DATA EXTRACT
____

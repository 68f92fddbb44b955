//! Provider client pool.
//!
//! One handle per external deployment family, initialized once at
//! startup. A slot left `None` (missing credentials, bad endpoint) is a
//! valid steady state handled downstream, not an error: the executor
//! returns flagged results and the embedder falls back to deterministic
//! vectors.

use crate::config::{ProviderCredentials, Settings};
use anyhow::{anyhow, Result};
use tracing::{info, warn};

/// Chat-completions client for one Azure-OpenAI-style endpoint.
#[derive(Debug, Clone)]
pub struct ChatClient {
    http: reqwest::Client,
    endpoint: String,
    api_key: String,
    api_version: String,
}

impl ChatClient {
    fn new(creds: &ProviderCredentials, api_key_override: Option<&str>) -> Option<Self> {
        let endpoint = creds.endpoint.clone()?;
        let api_key = api_key_override
            .map(|k| k.to_string())
            .or_else(|| creds.api_key.clone())?;
        Some(Self {
            http: reqwest::Client::new(),
            endpoint: endpoint.trim_end_matches('/').to_string(),
            api_key,
            api_version: creds.api_version.clone(),
        })
    }

    /// One chat-completions round trip. Returns the assistant text.
    pub async fn chat(
        &self,
        deployment: &str,
        system_message: Option<&str>,
        prompt: &str,
        temperature: f32,
        max_tokens: u32,
    ) -> Result<String> {
        let mut messages = Vec::new();
        if let Some(system) = system_message {
            messages.push(serde_json::json!({"role": "system", "content": system}));
        }
        messages.push(serde_json::json!({"role": "user", "content": prompt}));

        let url = format!(
            "{}/openai/deployments/{}/chat/completions?api-version={}",
            self.endpoint, deployment, self.api_version
        );

        let response = self
            .http
            .post(&url)
            .header("api-key", &self.api_key)
            .header("content-type", "application/json")
            .json(&serde_json::json!({
                "messages": messages,
                "temperature": temperature,
                "max_tokens": max_tokens,
            }))
            .send()
            .await?;

        if !response.status().is_success() {
            let status = response.status();
            let body = response.text().await.unwrap_or_default();
            return Err(anyhow!("provider returned {}: {}", status, body));
        }

        let json: serde_json::Value = response.json().await?;
        json["choices"][0]["message"]["content"]
            .as_str()
            .map(|s| s.to_string())
            .ok_or_else(|| anyhow!("provider response had no message content"))
    }
}

/// Embeddings client on the default endpoint.
#[derive(Debug, Clone)]
pub struct EmbeddingClient {
    http: reqwest::Client,
    endpoint: String,
    api_key: String,
    api_version: String,
    deployment: String,
}

impl EmbeddingClient {
    fn new(creds: &ProviderCredentials, deployment: &str) -> Option<Self> {
        let endpoint = creds.endpoint.clone()?;
        let api_key = creds.api_key.clone()?;
        Some(Self {
            http: reqwest::Client::new(),
            endpoint: endpoint.trim_end_matches('/').to_string(),
            api_key,
            api_version: creds.api_version.clone(),
            deployment: deployment.to_string(),
        })
    }

    /// Embed one text. The caller handles failure by substituting the
    /// deterministic fallback vector.
    pub async fn embed(&self, text: &str) -> Result<Vec<f32>> {
        let url = format!(
            "{}/openai/deployments/{}/embeddings?api-version={}",
            self.endpoint, self.deployment, self.api_version
        );

        let response = self
            .http
            .post(&url)
            .header("api-key", &self.api_key)
            .header("content-type", "application/json")
            .json(&serde_json::json!({ "input": text }))
            .send()
            .await?;

        if !response.status().is_success() {
            let status = response.status();
            return Err(anyhow!("embeddings endpoint returned {}", status));
        }

        let json: serde_json::Value = response.json().await?;
        let values = json["data"][0]["embedding"]
            .as_array()
            .ok_or_else(|| anyhow!("embeddings response had no vector"))?;
        Ok(values
            .iter()
            .filter_map(|v| v.as_f64().map(|f| f as f32))
            .collect())
    }
}

/// All provider handles for the process lifetime.
///
/// Shared read-only after startup; cheap to clone handles out of.
#[derive(Debug, Default)]
pub struct ProviderPool {
    default_chat: Option<ChatClient>,
    codex: Option<ChatClient>,
    o3: Option<ChatClient>,
    o1: Option<ChatClient>,
    o4_mini: Option<ChatClient>,
    embeddings: Option<EmbeddingClient>,
}

impl ProviderPool {
    /// Initialize every slot. Failures are logged and leave `None`;
    /// startup always succeeds.
    pub fn from_settings(settings: &Settings) -> Self {
        let default_chat = ChatClient::new(&settings.azure, None);
        match &default_chat {
            Some(_) => info!("default chat provider initialized"),
            None => warn!("default chat provider not configured"),
        }

        let codex = ChatClient::new(&settings.codex, None);
        if codex.is_none() {
            warn!("codex provider not configured, structured tasks use the default profile");
        }

        // Reasoning deployments share the default endpoint with their own keys.
        let o3 = ChatClient::new(&settings.azure, settings.o3_api_key.as_deref());
        let o1 = ChatClient::new(&settings.azure, settings.o1_api_key.as_deref());
        let o4_mini = ChatClient::new(&settings.azure, settings.o4_mini_api_key.as_deref());

        let embeddings = EmbeddingClient::new(&settings.azure, &settings.embedding_deployment);
        if embeddings.is_none() {
            warn!("embeddings provider not configured, using deterministic fallback vectors");
        }

        Self {
            default_chat,
            codex,
            o3,
            o1,
            o4_mini,
            embeddings,
        }
    }

    /// Pool with every slot empty.
    pub fn disconnected() -> Self {
        Self::default()
    }

    /// Client for a profile name. Profiles without a dedicated slot, and
    /// profiles whose slot failed to initialize, resolve to the default
    /// chat client (which may itself be `None`).
    pub fn client_for(&self, profile_name: &str) -> Option<&ChatClient> {
        let dedicated = match profile_name {
            "gpt-5.1-codex" => self.codex.as_ref(),
            "o3" => self.o3.as_ref(),
            "o1" => self.o1.as_ref(),
            "o4-mini" => self.o4_mini.as_ref(),
            _ => None,
        };
        dedicated.or(self.default_chat.as_ref())
    }

    pub fn default_client(&self) -> Option<&ChatClient> {
        self.default_chat.as_ref()
    }

    pub fn embedding_client(&self) -> Option<&EmbeddingClient> {
        self.embeddings.as_ref()
    }
}

#[cfg(test)]
mod tests {
    use super::*;

    #[test]
    fn test_disconnected_pool_yields_no_clients() {
        let pool = ProviderPool::disconnected();
        assert!(pool.client_for("gpt-4.1").is_none());
        assert!(pool.client_for("gpt-5.1-codex").is_none());
        assert!(pool.default_client().is_none());
        assert!(pool.embedding_client().is_none());
    }

    #[test]
    fn test_missing_credentials_leave_slots_empty() {
        let pool = ProviderPool::from_settings(&Settings::disconnected());
        assert!(pool.default_client().is_none());
        assert!(pool.embedding_client().is_none());
    }
}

____

ABOUT THIS EXERCISE
Each line of the listing above should be output exactly.

EXPECTED ANSWER
repository 68f92fddbb44b955
//! Provider client pool.
//!
//! One handle per external deployment family, initialized once at
//! startup. A slot left `None` (missing credentials, bad endpoint) is a
//! valid steady state handled downstream, not an error: the executor
//! returns flagged results and the embedder falls back to deterministic
//! vectors.

use crate::config::{ProviderCredentials, Settings};
use anyhow::{anyhow, Result};
use tracing::{info, warn};

/// Chat-completions client for one Azure-OpenAI-style endpoint.
#[derive(Debug, Clone)]
pub struct ChatClient {
    http: reqwest::Client,
    endpoint: String,
    api_key: String,
    api_version: String,
}

impl ChatClient {
    fn new(creds: &ProviderCredentials, api_key_override: Option<&str>) -> Option<Self> {
        let endpoint = creds.endpoint.clone()?;
        let api_key = api_key_override
            .map(|k| k.to_string())
            .or_else(|| creds.api_key.clone())?;
        Some(Self {
            http: reqwest::Client::new(),
            endpoint: endpoint.trim_end_matches('/').to_string(),
            api_key,
            api_version: creds.api_version.clone(),
        })
    }

    /// One chat-completions round trip. Returns the assistant text.
    pub async fn chat(
        &self,
        deployment: &str,
        system_message: Option<&str>,
        prompt: &str,
        temperature: f32,
        max_tokens: u32,
    ) -> Result<String> {
        let mut messages = Vec::new();
        if let Some(system) = system_message {
            messages.push(serde_json::json!({"role": "system", "content": system}));
        }
        messages.push(serde_json::json!({"role": "user", "content": prompt}));

        let url = format!(
            "{}/openai/deployments/{}/chat/completions?api-version={}",
            self.endpoint, deployment, self.api_version
        );

        let response = self
            .http
            .post(&url)
            .header("api-key", &self.api_key)
            .header("content-type", "application/json")
            .json(&serde_json::json!({
                "messages": messages,
                "temperature": temperature,
                "max_tokens": max_tokens,
            }))
            .send()
            .await?;

        if !response.status().is_success() {
            let status = response.status();
            let body = response.text().await.unwrap_or_default();
            return Err(anyhow!("provider returned {}: {}", status, body));
        }

        let json: serde_json::Value = response.json().await?;
        json["choices"][0]["message"]["content"]
            .as_str()
            .map(|s| s.to_string())
            .ok_or_else(|| anyhow!("provider response had no message content"))
    }
}

/// Embeddings client on the default endpoint.
#[derive(Debug, Clone)]
pub struct EmbeddingClient {
    http: reqwest::Client,
    endpoint: String,
    api_key: String,
    api_version: String,
    deployment: String,
}

impl EmbeddingClient {
    fn new(creds: &ProviderCredentials, deployment: &str) -> Option<Self> {
        let endpoint = creds.endpoint.clone()?;
        let api_key = creds.api_key.clone()?;
        Some(Self {
            http: reqwest::Client::new(),
            endpoint: endpoint.trim_end_matches('/').to_string(),
            api_key,
            api_version: creds.api_version.clone(),
            deployment: deployment.to_string(),
        })
    }

    /// Embed one text. The caller handles failure by substituting the
    /// deterministic fallback vector.
    pub async fn embed(&self, text: &str) -> Result<Vec<f32>> {
        let url = format!(
            "{}/openai/deployments/{}/embeddings?api-version={}",
            self.endpoint, self.deployment, self.api_version
        );

        let response = self
            .http
            .post(&url)
            .header("api-key", &self.api_key)
            .header("content-type", "application/json")
            .json(&serde_json::json!({ "input": text }))
            .send()
            .await?;

        if !response.status().is_success() {
            let status = response.status();
            return Err(anyhow!("embeddings endpoint returned {}", status));
        }

        let json: serde_json::Value = response.json().await?;
        let values = json["data"][0]["embedding"]
            .as_array()
            .ok_or_else(|| anyhow!("embeddings response had no vector"))?;
        Ok(values
            .iter()
            .filter_map(|v| v.as_f64().map(|f| f as f32))
            .collect())
    }
}

/// All provider handles for the process lifetime.
///
/// Shared read-only after startup; cheap to clone handles out of.
#[derive(Debug, Default)]
pub struct ProviderPool {
    default_chat: Option<ChatClient>,
    codex: Option<ChatClient>,
    o3: Option<ChatClient>,
    o1: Option<ChatClient>,
    o4_mini: Option<ChatClient>,
    embeddings: Option<EmbeddingClient>,
}

impl ProviderPool {
    /// Initialize every slot. Failures are logged and leave `None`;
    /// startup always succeeds.
    pub fn from_settings(settings: &Settings) -> Self {
        let default_chat = ChatClient::new(&settings.azure, None);
        match &default_chat {
            Some(_) => info!("default chat provider initialized"),
            None => warn!("default chat provider not configured"),
        }

        let codex = ChatClient::new(&settings.codex, None);
        if codex.is_none() {
            warn!("codex provider not configured, structured tasks use the default profile");
        }

        // Reasoning deployments share the default endpoint with their own keys.
        let o3 = ChatClient::new(&settings.azure, settings.o3_api_key.as_deref());
        let o1 = ChatClient::new(&settings.azure, settings.o1_api_key.as_deref());
        let o4_mini = ChatClient::new(&settings.azure, settings.o4_mini_api_key.as_deref());

        let embeddings = EmbeddingClient::new(&settings.azure, &settings.embedding_deployment);
        if embeddings.is_none() {
            warn!("embeddings provider not configured, using deterministic fallback vectors");
        }

        Self {
            default_chat,
            codex,
            o3,
            o1,
            o4_mini,
            embeddings,
        }
    }

    /// Pool with every slot empty.
    pub fn disconnected() -> Self {
        Self::default()
    }

    /// Client for a profile name. Profiles without a dedicated slot, and
    /// profiles whose slot failed to initialize, resolve to the default
    /// chat client (which may itself be `None`).
    pub fn client_for(&self, profile_name: &str) -> Option<&ChatClient> {
        let dedicated = match profile_name {
            "gpt-5.1-codex" => self.codex.as_ref(),
            "o3" => self.o3.as_ref(),
            "o1" => self.o1.as_ref(),
            "o4-mini" => self.o4_mini.as_ref(),
            _ => None,
        };
        dedicated.or(self.default_chat.as_ref())
    }

    pub fn default_client(&self) -> Option<&ChatClient> {
        self.default_chat.as_ref()
    }

    pub fn embedding_client(&self) -> Option<&EmbeddingClient> {
        self.embeddings.as_ref()
    }
}

#[cfg(test)]
mod tests {
    use super::*;

    #[test]
    fn test_disconnected_pool_yields_no_clients() {
        let pool = ProviderPool::disconnected();
        assert!(pool.client_for("gpt-4.1").is_none());
        assert!(pool.client_for("gpt-5.1-codex").is_none());
        assert!(pool.default_client().is_none());
        assert!(pool.embedding_client().is_none());
    }

    #[test]
    fn test_missing_credentials_leave_slots_empty() {
        let pool = ProviderPool::from_settings(&Settings::disconnected());
        assert!(pool.default_client().is_none());
        assert!(pool.embedding_client().is_none());
    }
}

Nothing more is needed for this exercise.